Tikkun - to heal, repair and transform the world

Staff Bios



Editor in Chief: Rabbi Michael Lerner


Tikkun’s editor, Michael Lerner, who co-founded the magazine in 1986, is a well-known public intellectual and expert on Jewish spirituality and the Middle East. Since November 2004, he has appeared on CNN, Tavis Smiley on both NPR and PBS (to discuss the new religious Left and separation of church and state),The O'Reilly factor (to discuss the commercialization of Christmas), and Larry King Live (to discuss where God was in the Tsunami). He is also rabbi of Beyt Tikkun Synagogue in San Francisco, national co-chair of the interfaith peace and justice organization the Tikkun Community, and author of nine books including Healing Israel/Palestine, Spirit Matters: Global Healing and the Wisdom of the Soul,  and with Cornel West: Jews and Blacks: Reflections on Culture and Politics. He has been described as “the most courageous Jew in America” (at the award ceremony at which he received the PEN-Oakland Award) and “one of America’s 100 most significant visionaries” (by the Utne Reader).

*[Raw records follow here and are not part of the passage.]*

use approx::assert_relative_eq;
use camino::Utf8Path;
use eclipse_predictor::catalog::load_catalog;
use eclipse_predictor::time::{epoch_from_julian_date, format_timestamp, night_window};
use eclipse_predictor::{
    search_eclipses, PredictorError, RawSearchParams, SearchMode, SearchParams,
};
use hifitime::Epoch;

mod common;

fn request(mode: &str, start: &str, end: &str) -> RawSearchParams {
    serde_json::from_value(serde_json::json!({
        "searchType": "eclipsing",
        "searchMode": mode,
        "longitude": "-1.25",
        "latitude": "51.75",
        "minimumAltitude": "-90",
        "maximumMagnitude": "20",
        "startDate": start,
        "endDate": end,
    }))
    .unwrap()
}

#[test]
fn test_fast_search_over_catalog() {
    let dir = tempfile::tempdir().unwrap();
    let catalog = load_catalog(&common::build_sample_catalog(&dir)).unwrap();

    let params =
        SearchParams::from_raw(&request("fast", "2024-03-01T20:00:00", "2024-03-02T04:00:00"))
            .unwrap();
    let results = search_eclipses(&catalog, &params);

    assert_eq!(results.len(), catalog.len());
    for result in &results {
        assert!(result.fast);
        assert_eq!(result.window.mid.instant, params.window_midpoint());
        assert_eq!(
            format_timestamp(&epoch_from_julian_date(result.window.mid.instant)),
            "2024-03-02T00:00:00.000"
        );
    }
}

#[test]
fn test_standard_search_propagates_ephemerides() {
    let dir = tempfile::tempdir().unwrap();
    let catalog = load_catalog(&common::build_sample_catalog(&dir)).unwrap();

    let params = SearchParams::from_raw(&request(
        "standard",
        "2024-03-03T00:00:00",
        "2024-03-21T00:00:00",
    ))
    .unwrap();
    let results = search_eclipses(&catalog, &params);
    assert_eq!(results.len(), catalog.len());

    for (result, entry) in results.iter().zip(&catalog) {
        assert_eq!(result.names, entry.names);
        assert!(!result.fast);

        let mid = result.window.mid.instant;
        assert!(mid >= params.window_start() && mid <= params.window_end());
        assert!(mid - entry.period < params.window_start());
        let cycles = (mid - entry.epoch) / entry.period;
        assert_relative_eq!(cycles, cycles.round(), epsilon = 1e-6);

        if entry.eclipse_time > 0.0 {
            let start = result.window.start.unwrap().instant;
            let end = result.window.end.unwrap().instant;
            assert_relative_eq!(end - start, entry.eclipse_time, epsilon = 1e-9);
        } else {
            assert!(result.window.start.is_none() && result.window.end.is_none());
        }
    }
}

#[test]
fn test_eclipse_straddling_window_start_is_dropped() {
    let dir = tempfile::tempdir().unwrap();
    let catalog = load_catalog(&common::build_sample_catalog(&dir)).unwrap();

    // the first TX UMa minimum falls 0.18 d after the start, inside half its duration
    let params = SearchParams::from_raw(&request(
        "standard",
        "2024-03-01T00:00:00",
        "2024-03-21T00:00:00",
    ))
    .unwrap();
    let results = search_eclipses(&catalog, &params);
    let names: Vec<&str> = results.iter().map(|r| r.names["GCVS"].as_str()).collect();
    assert_eq!(names, ["bet Per", "V0338 And"]);
}

#[test]
fn test_search_is_idempotent() {
    let dir = tempfile::tempdir().unwrap();
    let catalog = load_catalog(&common::build_sample_catalog(&dir)).unwrap();
    let params = SearchParams::from_raw(&request(
        "standard",
        "2024-06-01T20:00:00",
        "2024-06-15T05:00:00",
    ))
    .unwrap();

    let first = serde_json::to_string(&search_eclipses(&catalog, &params)).unwrap();
    let second = serde_json::to_string(&search_eclipses(&catalog, &params)).unwrap();
    assert_eq!(first, second);
}

#[test]
fn test_horizon_threshold_narrows_results() {
    let dir = tempfile::tempdir().unwrap();
    let catalog = load_catalog(&common::build_sample_catalog(&dir)).unwrap();

    let date = Epoch::from_gregorian_utc_hms(2024, 1, 15, 0, 0, 0);
    let (start, end) = night_window(&date);
    let everything = SearchParams::builder()
        .latitude(51.75)
        .min_altitude(-90.0)
        .window_jd(start, end)
        .mode(SearchMode::Fast)
        .build()
        .unwrap();
    let above = SearchParams::builder()
        .latitude(51.75)
        .min_altitude(30.0)
        .window_jd(start, end)
        .mode(SearchMode::Fast)
        .build()
        .unwrap();

    let all = search_eclipses(&catalog, &everything);
    let visible = search_eclipses(&catalog, &above);
    assert_eq!(all.len(), catalog.len());
    assert!(visible.len() <= all.len());
    for result in &visible {
        assert!(result.window.mid.altitude >= 30.0_f64.to_radians());
    }
    for result in &all {
        if result.window.mid.altitude >= 30.0_f64.to_radians() {
            assert!(visible.iter().any(|v| v.names == result.names));
        }
    }
}

#[test]
fn test_rejected_request() {
    let mut raw = request("standard", "2024-03-01T20:00:00", "2024-03-02T04:00:00");
    raw.minimum_altitude = None;
    assert_eq!(
        SearchParams::from_raw(&raw),
        Err(PredictorError::MissingParameter("minimumAltitude"))
    );

    let mut raw = request("standard", "2024-03-01T20:00:00", "2024-03-02T04:00:00");
    raw.search_type = None;
    assert_eq!(
        SearchParams::from_raw(&raw),
        Err(PredictorError::MissingParameter("searchType"))
    );
}

#[test]
fn test_search_type_locates_dataset() {
    let dir = tempfile::tempdir().unwrap();
    let built = common::build_sample_catalog(&dir);
    let data_dir = Utf8Path::from_path(dir.path()).unwrap();

    let params = SearchParams::from_raw(&request(
        "fast",
        "2024-03-01T20:00:00",
        "2024-03-02T04:00:00",
    ))
    .unwrap();
    let path = params.catalog_kind().path_in(data_dir);
    assert_eq!(path, built);
    assert_eq!(load_catalog(&path).unwrap().len(), 3);
}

Managing Editor: Dave Belden


Dave Belden joined Tikkun as Managing Editor in March 2007. He was previously a freelance web and business writer in New York's mid-Hudson Valley. Dave wrote over 40 columns on religion and politics worldwide for the global web magazine openDemocracy. He ran a weekly radio show, Spiritually Speaking, with a rabbi and a minister, to help counteract the overwhelming presence of conservative religion on the airwaves, and appeared regularly on WAMC, northeast public radio. The radio shows and some of Dave's articles can be found on the website of the Hudson Valley chapter of the Network of Spiritual Progressives, which he founded with his wife, Debi Clifford, and colleague Mike Ignatowski.

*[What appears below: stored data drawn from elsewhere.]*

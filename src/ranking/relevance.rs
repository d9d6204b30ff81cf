//! Related-content scoring
//!
//! Scores a candidate post against the one being read. Shared taxonomy
//! dominates; keyword overlap of title, excerpt and content opening refines
//! the order; recent candidates get a small bonus.

use std::collections::BTreeSet;

use chrono::{DateTime, Utc};
use serde::Serialize;

use crate::content::text::{keyword_similarity, take_chars};
use crate::content::{shared_terms, Post, TaxonomyKind, TermRef};

pub const CATEGORY_WEIGHT: f64 = 50.0;
pub const TAG_WEIGHT: f64 = 25.0;
pub const TITLE_WEIGHT: f64 = 30.0;
pub const EXCERPT_WEIGHT: f64 = 15.0;
pub const CONTENT_WEIGHT: f64 = 10.0;
/// Plain-text content characters compared for similarity
pub const CONTENT_SAMPLE_CHARS: usize = 500;
/// Text similarity above this makes `title` the match reason
pub const TEXT_REASON_THRESHOLD: f64 = 20.0;
/// Score given by the category-only fallback
pub const CATEGORY_ONLY_SCORE: f64 = 50.0;

/// Highest-priority signal behind a recommendation.
#[derive(Debug, Clone, Copy, PartialEq, Eq, Serialize)]
#[serde(rename_all = "lowercase")]
pub enum MatchReason {
    Category,
    Tag,
    Title,
    Content,
}

/// A candidate with its relevance annotation.
#[derive(Debug, Clone, Serialize)]
#[serde(rename_all = "camelCase")]
pub struct ScoredItem {
    #[serde(flatten)]
    pub post: Post,
    pub relevance_score: f64,
    pub match_reason: MatchReason,
    pub matched_labels: BTreeSet<String>,
}

/// Individual contributions to a score.
#[derive(Debug, Clone, Copy, Default, PartialEq)]
pub struct ScoreBreakdown {
    pub category: f64,
    pub tag: f64,
    pub title: f64,
    pub excerpt: f64,
    pub content: f64,
    pub recency: f64,
}

impl ScoreBreakdown {
    pub fn text(&self) -> f64 {
        self.title + self.excerpt + self.content
    }

    pub fn total(&self) -> f64 {
        self.category + self.tag + self.text() + self.recency
    }

    /// Category beats tag beats text, whatever the magnitudes.
    pub fn reason(&self) -> MatchReason {
        if self.category > 0.0 {
            MatchReason::Category
        } else if self.tag > 0.0 {
            MatchReason::Tag
        } else if self.text() > TEXT_REASON_THRESHOLD {
            MatchReason::Title
        } else {
            MatchReason::Content
        }
    }
}

/// Bonus for a candidate published within the last half year.
pub fn recency_bonus(published: Option<DateTime<Utc>>, now: DateTime<Utc>) -> f64 {
    let Some(published) = published else {
        return 0.0;
    };
    let age_days = (now - published).num_days();
    if age_days <= 30 {
        5.0
    } else if age_days <= 90 {
        3.0
    } else if age_days <= 180 {
        1.0
    } else {
        0.0
    }
}

pub fn breakdown(
    current: &Post,
    candidate: &Post,
    shared_categories: &[TermRef],
    shared_tags: &[TermRef],
    now: DateTime<Utc>,
) -> ScoreBreakdown {
    let content_sample = |post: &Post| take_chars(&post.plain_content(), CONTENT_SAMPLE_CHARS).to_string();

    ScoreBreakdown {
        category: CATEGORY_WEIGHT * shared_categories.len() as f64,
        tag: TAG_WEIGHT * shared_tags.len() as f64,
        title: TITLE_WEIGHT * keyword_similarity(&current.plain_title(), &candidate.plain_title()),
        excerpt: EXCERPT_WEIGHT
            * keyword_similarity(&current.plain_excerpt(), &candidate.plain_excerpt()),
        content: CONTENT_WEIGHT
            * keyword_similarity(&content_sample(current), &content_sample(candidate)),
        recency: recency_bonus(candidate.published_at(), now),
    }
}

// == Score ==
/// Scores `candidate` as a recommendation next to `current`.
///
/// Total: absent taxonomy or text just contributes nothing.
pub fn score(
    current: &Post,
    candidate: &Post,
    shared_categories: &[TermRef],
    shared_tags: &[TermRef],
    now: DateTime<Utc>,
) -> ScoredItem {
    let parts = breakdown(current, candidate, shared_categories, shared_tags, now);

    ScoredItem {
        post: candidate.clone(),
        relevance_score: parts.total(),
        match_reason: parts.reason(),
        matched_labels: labels(shared_categories.iter().chain(shared_tags)),
    }
}

/// Flat-score fallback used when full scoring is unavailable.
///
/// `None` when the candidate shares no category.
pub fn score_by_category_only(candidate: &Post, shared_categories: &[TermRef]) -> Option<ScoredItem> {
    if shared_categories.is_empty() {
        return None;
    }
    Some(ScoredItem {
        post: candidate.clone(),
        relevance_score: CATEGORY_ONLY_SCORE,
        match_reason: MatchReason::Category,
        matched_labels: labels(shared_categories.iter()),
    })
}

fn labels<'a>(terms: impl Iterator<Item = &'a TermRef>) -> BTreeSet<String> {
    terms
        .filter(|t| !t.name.is_empty())
        .map(|t| t.name.clone())
        .collect()
}

fn distinct_candidates(current: &Post, candidates: Vec<Post>) -> Vec<Post> {
    let mut seen = BTreeSet::new();
    candidates
        .into_iter()
        .filter(|p| p.id != current.id && seen.insert(p.id))
        .collect()
}

fn sort_and_truncate(mut items: Vec<ScoredItem>, limit: usize) -> Vec<ScoredItem> {
    items.sort_by(|a, b| b.relevance_score.total_cmp(&a.relevance_score));
    items.truncate(limit);
    items
}

/// Scores every candidate, keeps those with a positive score and returns
/// the best `limit`, ties in candidate order.
pub fn rank_related(
    current: &Post,
    candidates: Vec<Post>,
    limit: usize,
    now: DateTime<Utc>,
) -> Vec<ScoredItem> {
    let scored = distinct_candidates(current, candidates)
        .iter()
        .map(|candidate| {
            let categories = shared_terms(current, candidate, TaxonomyKind::Category);
            let tags = shared_terms(current, candidate, TaxonomyKind::Tag);
            score(current, candidate, &categories, &tags, now)
        })
        .filter(|item| item.relevance_score > 0.0)
        .collect();
    sort_and_truncate(scored, limit)
}

/// Category-only ranking of `candidates`.
pub fn rank_by_category_only(current: &Post, candidates: Vec<Post>, limit: usize) -> Vec<ScoredItem> {
    let scored = distinct_candidates(current, candidates)
        .iter()
        .filter_map(|candidate| {
            let categories = shared_terms(current, candidate, TaxonomyKind::Category);
            score_by_category_only(candidate, &categories)
        })
        .collect();
    sort_and_truncate(scored, limit)
}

Dave was a member and four year President of the Unitarian Universalist Congregation of the Catskills, an experience he credits with turning him from an organization-phobic loner back into an activist citizen. The epiphany was that a spiritual community could be a place of warmth, intellectual openness, nourishment, activism and hope - even for an agnostic like himself (see www.uucckingston.org).  From there it was a natural step to seek out the leaders and writers who had most fully developed an analysis and practice of spiritually-based citizenship and radical politics. Rabbi Michael Lerner appeared to him to be the most convincing and deeply thoughtful of these. Dave is hard pressed to think of any job in the world he would rather be doing than editing Tikkun.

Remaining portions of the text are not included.